As a geriatrician working closely with geriatric psychiatrists in both LTC and hospital settings, Dr. Ahmad von Schlegell, Chief Medical Officer with Schlegel Villages, says the Erin Mills Lodge approach will be critical for the entire health system in addressing the rising prevalence of complex dementia in an aging population.
“I just feel lucky that I’m working with all of you because it’s the relationships that you guys all have with each other and with our residents that has made this all possible,” Dr. von Schlegell tells the team gathered in the lounge. “It’s the relationships that we have – the love that we have for the residents – that has made the biggest difference.”
The final guest to speak from her experience is Catherine, who felt such relief when her husband John was taken to hospital because she truly feared his expressions could turn more dangerous. The hospital team did their best and he had an excellent PSW there, but she says he was never encouraged to do anything for himself, and his abilities swiftly declined.

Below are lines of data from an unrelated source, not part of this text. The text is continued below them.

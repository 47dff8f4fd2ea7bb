//! Typed middleware chains.
//!
//! Three distinct chains wrap the transport core: client mutators run once
//! at build time, request mutators run before dispatch, response mutators
//! run after the exchange. Each chain is a priority min-heap keyed by
//! `(priority, insertion order)`: lower priorities run first, ties run in
//! insertion order. A middleware error short-circuits its chain and
//! surfaces to the caller.

use std::cmp::{Ordering, Reverse};
use std::collections::BinaryHeap;
use std::sync::Arc;

use crate::client::{ClientConfig, Request, Response};
use crate::error::Error;

/// Mutates the client configuration at build time.
pub trait ClientMiddleware: Send + Sync + 'static {
    /// Adjusts `config` before the client is assembled.
    fn handle(&self, config: &mut ClientConfig) -> Result<(), Error>;
}

/// Mutates a request before it is dispatched.
pub trait RequestMiddleware: Send + Sync + 'static {
    /// Adjusts `request` before dispatch.
    fn handle(&self, request: &mut Request) -> Result<(), Error>;
}

/// Inspects or mutates a response before it is returned to the caller.
pub trait ResponseMiddleware: Send + Sync + 'static {
    /// Adjusts `response` after the exchange.
    fn handle(&self, response: &mut Response) -> Result<(), Error>;
}

impl<F> ClientMiddleware for F
where
    F: Fn(&mut ClientConfig) -> Result<(), Error> + Send + Sync + 'static,
{
    fn handle(&self, config: &mut ClientConfig) -> Result<(), Error> {
        self(config)
    }
}

impl<F> RequestMiddleware for F
where
    F: Fn(&mut Request) -> Result<(), Error> + Send + Sync + 'static,
{
    fn handle(&self, request: &mut Request) -> Result<(), Error> {
        self(request)
    }
}

impl<F> ResponseMiddleware for F
where
    F: Fn(&mut Response) -> Result<(), Error> + Send + Sync + 'static,
{
    fn handle(&self, response: &mut Response) -> Result<(), Error> {
        self(response)
    }
}

struct Entry<T: ?Sized> {
    priority: i32,
    seq: u64,
    middleware: Arc<T>,
}

impl<T: ?Sized> Clone for Entry<T> {
    fn clone(&self) -> Self {
        Entry {
            priority: self.priority,
            seq: self.seq,
            middleware: self.middleware.clone(),
        }
    }
}

impl<T: ?Sized> PartialEq for Entry<T> {
    fn eq(&self, other: &Self) -> bool {
        (self.priority, self.seq) == (other.priority, other.seq)
    }
}

impl<T: ?Sized> Eq for Entry<T> {}

impl<T: ?Sized> PartialOrd for Entry<T> {
    fn partial_cmp(&self, other: &Self) -> Option<Ordering> {
        Some(self.cmp(other))
    }
}

impl<T: ?Sized> Ord for Entry<T> {
    fn cmp(&self, other: &Self) -> Ordering {
        (self.priority, self.seq).cmp(&(other.priority, other.seq))
    }
}

/// One middleware chain, ordered by `(priority, insertion order)`.
pub(crate) struct Chain<T: ?Sized> {
    heap: BinaryHeap<Reverse<Entry<T>>>,
    next_seq: u64,
}

impl<T: ?Sized> Default for Chain<T> {
    fn default() -> Self {
        Chain {
            heap: BinaryHeap::new(),
            next_seq: 0,
        }
    }
}

impl<T: ?Sized> Clone for Chain<T> {
    fn clone(&self) -> Self {
        Chain {
            heap: self.heap.clone(),
            next_seq: self.next_seq,
        }
    }
}

impl<T: ?Sized> Chain<T> {
    pub(crate) fn push(&mut self, priority: i32, middleware: Arc<T>) {
        let seq = self.next_seq;
        self.next_seq += 1;
        self.heap.push(Reverse(Entry {
            priority,
            seq,
            middleware,
        }));
    }

    /// Runs `f` over every middleware in chain order. The heap itself is
    /// cloned per run, so a chain can execute any number of times.
    pub(crate) fn run<A>(
        &self,
        mut f: impl FnMut(&T, &mut A) -> Result<(), Error>,
        arg: &mut A,
    ) -> Result<(), Error> {
        let mut heap = self.heap.clone();
        while let Some(Reverse(entry)) = heap.pop() {
            f(&entry.middleware, arg)?;
        }
        Ok(())
    }

    pub(crate) fn is_empty(&self) -> bool {
        self.heap.is_empty()
    }
}

impl<T: ?Sized> std::fmt::Debug for Chain<T> {
    fn fmt(&self, f: &mut std::fmt::Formatter<'_>) -> std::fmt::Result {
        f.debug_struct("Chain").field("len", &self.heap.len()).finish()
    }
}

pub(crate) type ClientChain = Chain<dyn ClientMiddleware>;
pub(crate) type RequestChain = Chain<dyn RequestMiddleware>;
pub(crate) type ResponseChain = Chain<dyn ResponseMiddleware>;

pub(crate) fn run_request_chain(chain: &RequestChain, request: &mut Request) -> Result<(), Error> {
    chain.run(|mw, request| mw.handle(request), request)
}

pub(crate) fn run_response_chain(
    chain: &ResponseChain,
    response: &mut Response,
) -> Result<(), Error> {
    chain.run(|mw, response| mw.handle(response), response)
}

pub(crate) fn run_client_chain(chain: &ClientChain, config: &mut ClientConfig) -> Result<(), Error> {
    chain.run(|mw, config| mw.handle(config), config)
}

#[cfg(test)]
mod tests {
    use super::*;
    use std::sync::Mutex;

    struct Tag(&'static str, Arc<Mutex<Vec<&'static str>>>);

    trait Marker: Send + Sync + 'static {
        fn mark(&self) -> Result<(), Error>;
    }

    impl Marker for Tag {
        fn mark(&self) -> Result<(), Error> {
            self.1.lock().unwrap().push(self.0);
            Ok(())
        }
    }

    struct Fails;

    impl Marker for Fails {
        fn mark(&self) -> Result<(), Error> {
            Err(Error::middleware("boom"))
        }
    }

    fn run(chain: &Chain<dyn Marker>) -> Result<(), Error> {
        chain.run(|mw, _| mw.mark(), &mut ())
    }

    #[test]
    fn priority_orders_execution() {
        let log = Arc::new(Mutex::new(Vec::new()));
        let mut chain: Chain<dyn Marker> = Chain::default();
        chain.push(10, Arc::new(Tag("late", log.clone())));
        chain.push(-5, Arc::new(Tag("early", log.clone())));
        chain.push(0, Arc::new(Tag("mid", log.clone())));

        run(&chain).unwrap();
        assert_eq!(&*log.lock().unwrap(), &["early", "mid", "late"]);
    }

    #[test]
    fn equal_priority_preserves_insertion_order() {
        let log = Arc::new(Mutex::new(Vec::new()));
        let mut chain: Chain<dyn Marker> = Chain::default();
        for name in ["a", "b", "c", "d"] {
            chain.push(7, Arc::new(Tag(name, log.clone())));
        }

        run(&chain).unwrap();
        assert_eq!(&*log.lock().unwrap(), &["a", "b", "c", "d"]);
    }

    #[test]
    fn chain_is_idempotent_across_runs() {
        let log = Arc::new(Mutex::new(Vec::new()));
        let mut chain: Chain<dyn Marker> = Chain::default();
        chain.push(1, Arc::new(Tag("x", log.clone())));
        chain.push(0, Arc::new(Tag("y", log.clone())));

        run(&chain).unwrap();
        run(&chain).unwrap();
        assert_eq!(&*log.lock().unwrap(), &["y", "x", "y", "x"]);
    }

    #[test]
    fn error_short_circuits() {
        let log = Arc::new(Mutex::new(Vec::new()));
        let mut chain: Chain<dyn Marker> = Chain::default();
        chain.push(0, Arc::new(Tag("ran", log.clone())));
        chain.push(1, Arc::new(Fails));
        chain.push(2, Arc::new(Tag("skipped", log.clone())));

        let err = run(&chain).unwrap_err();
        assert!(err.is_middleware());
        assert_eq!(&*log.lock().unwrap(), &["ran"]);
    }
}
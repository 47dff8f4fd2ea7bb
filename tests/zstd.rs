mod support;

use bytes::Bytes;
use http_body_util::Full;
use support::server;

#[tokio::test]
async fn zstd_response_is_decoded() {
    let compressed = zstd::encode_all(&b"a zstd encoded body"[..], 3).unwrap();

    let server = server::http(move |req| {
        let compressed = compressed.clone();
        async move {
            let accepts = req
                .headers()
                .get(http::header::ACCEPT_ENCODING)
                .and_then(|v| v.to_str().ok())
                .unwrap_or_default()
                .to_owned();
            assert!(accepts.contains("zstd"), "accept-encoding was {accepts:?}");

            http::Response::builder()
                .header(http::header::CONTENT_ENCODING, "zstd")
                .body(Full::new(Bytes::from(compressed)))
                .unwrap()
        }
    });

    let client = camo::Client::new();
    let res = client.get(server.url("/zst")).send().await.unwrap();
    assert_eq!(res.text().await.unwrap(), "a zstd encoded body");
}

#[tokio::test]
async fn content_length_removed_when_decoding() {
    let compressed = zstd::encode_all(&b"body"[..], 3).unwrap();

    let server = server::http(move |_req| {
        let compressed = compressed.clone();
        async move {
            http::Response::builder()
                .header(http::header::CONTENT_ENCODING, "zstd")
                .header(http::header::CONTENT_LENGTH, compressed.len())
                .body(Full::new(Bytes::from(compressed)))
                .unwrap()
        }
    });

    let client = camo::Client::new();
    let res = client.get(server.url("/zst")).send().await.unwrap();
    assert!(res.content_length().is_none());
    assert_eq!(res.text().await.unwrap(), "body");
}
use super::{Addrs, Name, Resolve, Resolving};

/// A resolver using blocking `getaddrinfo` calls in a threadpool.
#[derive(Debug, Default, Clone)]
pub struct GaiResolver {
    _priv: (),
}

impl GaiResolver {
    /// Construct a new `GaiResolver`.
    pub fn new() -> Self {
        Self::default()
    }
}

impl Resolve for GaiResolver {
    fn resolve(&self, name: Name) -> Resolving {
        Box::pin(async move {
            let host = name.as_str().to_owned();
            let addrs = tokio::task::spawn_blocking(move || {
                use std::net::ToSocketAddrs;
                // Port is a placeholder; callers override it from the URL.
                (host.as_str(), 0).to_socket_addrs()
            })
            .await??;

            let addrs: Addrs = Box::new(super::prefer_ipv4(addrs.collect()).into_iter());
            Ok(addrs)
        })
    }
}
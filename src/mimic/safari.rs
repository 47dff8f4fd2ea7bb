//! Safari presets, desktop and iOS.

use super::emulation_imports::*;
use http2::*;
use tls::*;

macro_rules! mod_generator {
    (
        $mod_name:ident,
        $tls_options:expr,
        $http2_settings:expr,
        [($default_os:ident, $default_ua:tt) $(, ($other_os:ident, $other_ua:tt))*]
    ) => {
        pub(crate) mod $mod_name {
            use super::*;

            #[inline(always)]
            pub(crate) fn settings(os: Os) -> EmulationSettings {
                #[allow(unreachable_patterns)]
                let ua = match os {
                    $(
                        Os::$other_os => $other_ua,
                    )*
                    _ => $default_ua,
                };
                EmulationSettings::builder()
                    .tls($tls_options)
                    .http2($http2_settings)
                    .http3(http3_settings())
                    .headers(header_initializer(ua))
                    .header_order(header_order())
                    .multipart_boundary(BoundaryGenerator::WebKit)
                    .build()
            }
        }
    };
}

macro_rules! http2_settings {
    (1) => {{
        Http2Settings::builder()
            .initial_stream_window_size(2097152)
            .initial_connection_window_size(10551295)
            .max_concurrent_streams(100)
            .enable_push(false)
            .headers_priority(HEADER_PRIORITY)
            .headers_pseudo_order(HEADERS_PSEUDO_ORDER)
            .settings_order(SETTINGS_ORDER)
            .build()
    }};
    (2) => {{
        Http2Settings::builder()
            .initial_stream_window_size(4194304)
            .initial_connection_window_size(10551295)
            .max_concurrent_streams(100)
            .headers_priority(HEADER_PRIORITY)
            .headers_pseudo_order(HEADERS_PSEUDO_ORDER)
            .settings_order(SETTINGS_ORDER)
            .build()
    }};
}

fn http3_settings() -> Http3Settings {
    use crate::http3::*;
    Http3Settings::new()
        .set(SETTING_QPACK_MAX_TABLE_CAPACITY, 4096)
        .set(SETTING_MAX_FIELD_SECTION_SIZE, 1048576)
        .set(SETTING_QPACK_BLOCKED_STREAMS, 100)
}

fn header_order() -> HeaderOrderTable {
    const REGULAR: &[&str] = &[
        "host",
        "content-type",
        "content-length",
        "sec-fetch-dest",
        "user-agent",
        "accept",
        "sec-fetch-site",
        "sec-fetch-mode",
        "accept-language",
        "priority",
        "accept-encoding",
        "cookie",
    ];

    let h2: Vec<&str> = [":method", ":scheme", ":path", ":authority"]
        .into_iter()
        .chain(REGULAR.iter().copied())
        .collect();
    let h3: Vec<&str> = [":method", ":scheme", ":authority", ":path"]
        .into_iter()
        .chain(REGULAR.iter().copied())
        .collect();

    HeaderOrderTable::new()
        .with_default(OrderFamily::Http1Or2, h2)
        .with_default(OrderFamily::Http3, h3)
}

#[inline]
fn header_initializer(ua: &'static str) -> HeaderMap {
    let mut headers = HeaderMap::new();
    headers.insert("sec-fetch-dest", HeaderValue::from_static("document"));
    headers.insert(USER_AGENT, HeaderValue::from_static(ua));
    headers.insert(
        ACCEPT,
        HeaderValue::from_static(
            "text/html,application/xhtml+xml,application/xml;q=0.9,*/*;q=0.8",
        ),
    );
    headers.insert("sec-fetch-site", HeaderValue::from_static("none"));
    headers.insert("sec-fetch-mode", HeaderValue::from_static("navigate"));
    headers.insert(ACCEPT_LANGUAGE, HeaderValue::from_static("en-US,en;q=0.9"));
    headers.insert("priority", HeaderValue::from_static("u=0, i"));
    headers
}

mod tls {
    use crate::mimic::tls_imports::*;

    pub(super) const CURVES: &[SslCurve] = &[
        SslCurve::X25519,
        SslCurve::SECP256R1,
        SslCurve::SECP384R1,
        SslCurve::SECP521R1,
    ];

    pub(super) const CIPHER_LIST: &str = join!(
        ":",
        "TLS_AES_128_GCM_SHA256",
        "TLS_AES_256_GCM_SHA384",
        "TLS_CHACHA20_POLY1305_SHA256",
        "TLS_ECDHE_ECDSA_WITH_AES_256_GCM_SHA384",
        "TLS_ECDHE_ECDSA_WITH_AES_128_GCM_SHA256",
        "TLS_ECDHE_ECDSA_WITH_CHACHA20_POLY1305_SHA256",
        "TLS_ECDHE_RSA_WITH_AES_256_GCM_SHA384",
        "TLS_ECDHE_RSA_WITH_AES_128_GCM_SHA256",
        "TLS_ECDHE_RSA_WITH_CHACHA20_POLY1305_SHA256",
        "TLS_ECDHE_ECDSA_WITH_AES_256_CBC_SHA",
        "TLS_ECDHE_ECDSA_WITH_AES_128_CBC_SHA",
        "TLS_ECDHE_RSA_WITH_AES_256_CBC_SHA",
        "TLS_ECDHE_RSA_WITH_AES_128_CBC_SHA",
        "TLS_RSA_WITH_AES_256_GCM_SHA384",
        "TLS_RSA_WITH_AES_128_GCM_SHA256",
        "TLS_RSA_WITH_AES_256_CBC_SHA",
        "TLS_RSA_WITH_AES_128_CBC_SHA",
        "TLS_ECDHE_ECDSA_WITH_3DES_EDE_CBC_SHA",
        "TLS_ECDHE_RSA_WITH_3DES_EDE_CBC_SHA",
        "TLS_RSA_WITH_3DES_EDE_CBC_SHA"
    );

    pub(super) const SIGALGS_LIST: &str = join!(
        ":",
        "ecdsa_secp256r1_sha256",
        "rsa_pss_rsae_sha256",
        "rsa_pkcs1_sha256",
        "ecdsa_secp384r1_sha384",
        "ecdsa_sha1",
        "rsa_pss_rsae_sha384",
        "rsa_pss_rsae_sha384",
        "rsa_pkcs1_sha384",
        "rsa_pss_rsae_sha512",
        "rsa_pkcs1_sha512",
        "rsa_pkcs1_sha1"
    );

    pub(super) const CERT_COMPRESSION_ALGORITHM: &[CertCompressionAlgorithm] =
        &[CertCompressionAlgorithm::Zlib];

    pub(super) fn tls_options() -> TlsOptions {
        TlsOptions::builder()
            .grease_enabled(true)
            .enable_ocsp_stapling(true)
            .enable_signed_cert_timestamps(true)
            .curves(CURVES)
            .sigalgs_list(SIGALGS_LIST)
            .cipher_list(CIPHER_LIST)
            .min_tls_version(TlsVersion::TLS_1_0)
            .max_tls_version(TlsVersion::TLS_1_3)
            .alpn_protos(AlpnProtos::ALL)
            .cert_compression_algorithms(CERT_COMPRESSION_ALGORITHM)
            .build()
    }
}

mod http2 {
    use crate::mimic::http2_imports::*;

    pub(super) const HEADER_PRIORITY: (u32, u8, bool) = (0, 255, true);

    pub(super) const HEADERS_PSEUDO_ORDER: [PseudoOrder; 4] = [Method, Scheme, Path, Authority];

    pub(super) const SETTINGS_ORDER: [SettingsOrder; 8] = [
        HeaderTableSize,
        EnablePush,
        MaxConcurrentStreams,
        InitialWindowSize,
        MaxFrameSize,
        MaxHeaderListSize,
        UnknownSetting8,
        UnknownSetting9,
    ];
}

mod_generator!(
    safari17_5,
    tls_options(),
    http2_settings!(1),
    [(
        MacOs,
        "Mozilla/5.0 (Macintosh; Intel Mac OS X 10_15_7) AppleWebKit/605.1.15 (KHTML, like Gecko) Version/17.5 Safari/605.1.15"
    )]
);

mod_generator!(
    safari18,
    tls_options(),
    http2_settings!(2),
    [(
        MacOs,
        "Mozilla/5.0 (Macintosh; Intel Mac OS X 10_15_7) AppleWebKit/605.1.15 (KHTML, like Gecko) Version/18.0 Safari/605.1.15"
    )]
);

mod_generator!(
    safari_ios_17_4_1,
    tls_options(),
    http2_settings!(1),
    [(
        Ios,
        "Mozilla/5.0 (iPhone; CPU iPhone OS 17_4_1 like Mac OS X) AppleWebKit/605.1.15 (KHTML, like Gecko) Version/17.4.1 Mobile/15E148 Safari/604.1"
    )]
);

At Erin Mills Lodge, the PSWs are the ones who know John best, Catherine says, and she gets her information from them. She’d like to see stronger communication from the clinical team, but this is something the team can easily improve upon.
Dementia is a complex, progressive illness and the four loved ones who share their valuable insights and experience shed light on what is possible when the person is seen first instead of their diagnosis.
As a pilot project in partnership with several hospitals, BSO, Ontario Health and the Ministry of Long-Term Care, the Enhanced Supportive Neighbourhood at Erin Mills Lodge is showing remarkable promise. It’s a place where the team feels hope for those they serve, and they do so with love, which translates into enhanced life quality for everyone connected to it.